Making maps now..... http://forum.shrapnelgames.com/images/smilies/happy.gif

DrPraetorious
February 19th, 2007, 11:21 PM
A few RFEs -
* control for the frequency with which different terrains are seeded. At the moment, these maps have no mountains, which is a game balance issue.

* border mountains. Not sure how to do this, as border mountains don't get seeded like other terrains.

Anyway, it works great, it's amazingly fast.

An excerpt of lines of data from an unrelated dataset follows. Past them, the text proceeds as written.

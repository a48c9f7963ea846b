//! Event List Page
//!
//! The storefront: fetches every event once, then searches and pages
//! through them in memory.

use leptos::*;
use tiketin::{Catalog, Event};

use crate::api;
use crate::components::loading::CardSkeleton;
use crate::components::{EventCard, Pagination};
use crate::state::GlobalState;

/// Event catalog page
#[component]
pub fn EventList() -> impl IntoView {
    let state = use_context::<GlobalState>().expect("GlobalState not found");

    let catalog = create_rw_signal(Catalog::default());
    let (loading, set_loading) = create_signal(true);

    // Fetch events on mount
    create_effect(move |_| {
        let state = state.clone();
        spawn_local(async move {
            let events = match api::api().list_events().await {
                Ok(events) => events,
                Err(e) => {
                    state.report("Failed to load events", &e);
                    Vec::new()
                }
            };
            catalog.update(|c| c.set_events(events));
            set_loading.set(false);
        });
    });

    let page = Signal::derive(move || catalog.with(Catalog::page));
    let page_count = Signal::derive(move || catalog.with(Catalog::page_count));
    let page_items = move || {
        catalog.with(|c| c.page_items().into_iter().cloned().collect::<Vec<Event>>())
    };
    let has_results = move || catalog.with(|c| c.filtered_len() > 0);

    view! {
        <div class="events-page">
            // Hero with search
            <section class="events-hero bg-gradient-to-br from-blue-700 to-indigo-700 pt-24 pb-20 px-6 text-center">
                <div class="inline-flex items-center gap-2 bg-white/10 border border-white/20 px-4 py-1 rounded-full text-blue-50 text-xs font-bold uppercase tracking-wider mb-4">
                    "🎟 Event List"
                </div>
                <h1 class="text-3xl md:text-4xl font-extrabold text-white mb-2 tracking-tight">
                    "Find Great Events Near You"
                </h1>
                <p class="text-blue-100 font-light">
                    "Concerts, workshops, festivals and more, all in one place."
                </p>

                <div class="mt-6">
                    <input
                        type="search"
                        class="search-bar w-full max-w-md mx-auto p-3 rounded-full text-slate-800 focus:outline-none focus:ring-2 focus:ring-blue-400 shadow-xl"
                        placeholder="Search events, venues or categories"
                        prop:value=move || catalog.with(|c| c.query().to_string())
                        on:input=move |ev| {
                            let query = event_target_value(&ev);
                            catalog.update(|c| c.set_query(query));
                        }
                    />
                </div>
            </section>

            <div class="container mx-auto px-4 py-8">
                {move || {
                    if loading.get() {
                        view! {
                            <div class="grid sm:grid-cols-2 lg:grid-cols-4 gap-6">
                                {(0..8).map(|_| view! { <CardSkeleton /> }).collect_view()}
                            </div>
                        }.into_view()
                    } else if has_results() {
                        view! {
                            <div class="events-rows grid sm:grid-cols-2 lg:grid-cols-4 gap-6">
                                {page_items()
                                    .into_iter()
                                    .map(|event| view! { <EventCard event=event /> })
                                    .collect_view()}
                            </div>

                            <Pagination
                                page=page
                                page_count=page_count
                                on_prev=move |_| catalog.update(Catalog::prev_page)
                                on_next=move |_| catalog.update(Catalog::next_page)
                            />
                        }.into_view()
                    } else {
                        view! { <EmptyState /> }.into_view()
                    }
                }}
            </div>
        </div>
    }
}

#[component]
fn EmptyState() -> impl IntoView {
    view! {
        <div class="text-center py-20 bg-white rounded-3xl border border-dashed border-slate-300">
            <div class="text-5xl mb-4 text-slate-300">"🎟"</div>
            <h3 class="text-lg font-medium text-slate-900">"No events available"</h3>
            <p class="text-slate-500">"Try another search, or check back later."</p>
        </div>
    }
}
//! Global Application State
//!
//! Reactive state management using Leptos signals.

use leptos::*;
use tiketin::{ApiError, NotificationPreferences};

use crate::api;

/// Global application state provided to all components
#[derive(Clone)]
pub struct GlobalState {
    /// Whether a token is stored; drives the navigation links
    pub signed_in: RwSignal<bool>,
    /// Notification preferences committed by the last save in this session
    pub notification_prefs: RwSignal<NotificationPreferences>,
    /// Global loading state
    pub loading: RwSignal<bool>,
    /// Error message to display
    pub error: RwSignal<Option<String>>,
    /// Success message (for toasts)
    pub success: RwSignal<Option<String>>,
}

/// Provide global state to the component tree
pub fn provide_global_state() {
    let state = GlobalState {
        signed_in: create_rw_signal(api::auth().is_signed_in()),
        notification_prefs: create_rw_signal(NotificationPreferences::default()),
        loading: create_rw_signal(false),
        error: create_rw_signal(None),
        success: create_rw_signal(None),
    };

    provide_context(state);
}

impl GlobalState {
    /// Show a success message (auto-clears after timeout)
    pub fn show_success(&self, message: &str) {
        self.success.set(Some(message.to_string()));

        let success_signal = self.success;
        gloo_timers::callback::Timeout::new(3000, move || {
            success_signal.set(None);
        })
        .forget();
    }

    /// Show an error message (auto-clears after timeout)
    pub fn show_error(&self, message: &str) {
        self.error.set(Some(message.to_string()));

        let error_signal = self.error;
        gloo_timers::callback::Timeout::new(5000, move || {
            error_signal.set(None);
        })
        .forget();
    }

    /// Log an API failure to the console and toast its message
    pub fn report(&self, context: &str, error: &ApiError) {
        web_sys::console::error_1(&format!("{}: {}", context, error).into());
        self.show_error(error.message());
    }

    /// Re-read the token store after login or logout
    pub fn refresh_session(&self) {
        self.signed_in.set(api::auth().is_signed_in());
    }

    /// Clear error message
    pub fn clear_error(&self) {
        self.error.set(None);
    }
}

Nice work!

paradoxharbinger
February 19th, 2007, 11:24 PM
sweet.

im going to remove the other attachments, and post a new zip with an updated readme in it.

paradoxharbinger
February 19th, 2007, 11:35 PM
as far as how terrains are seeded, oceans, land masses and mountains are determined strictly by a height map, so everything below x is ocean, everything above y is mountains. rivers are created in a similar manner. the other terrains are sort of 'grown' in the space in between.

try using the tlevel command

the default is tlevel: mountain 120;

so try using a lower number

impassable terrains, border mountains and the other dom3 terrains are something that i intend to work on after i get the sprite functionality in.

well i'm glad that the thing is working, though i'm quite annoyed that it can't be simply copied to another machine.

DrPraetorious
February 20th, 2007, 02:26 AM
Oh, I get it. That sets the water level! Okay, that'll work fine.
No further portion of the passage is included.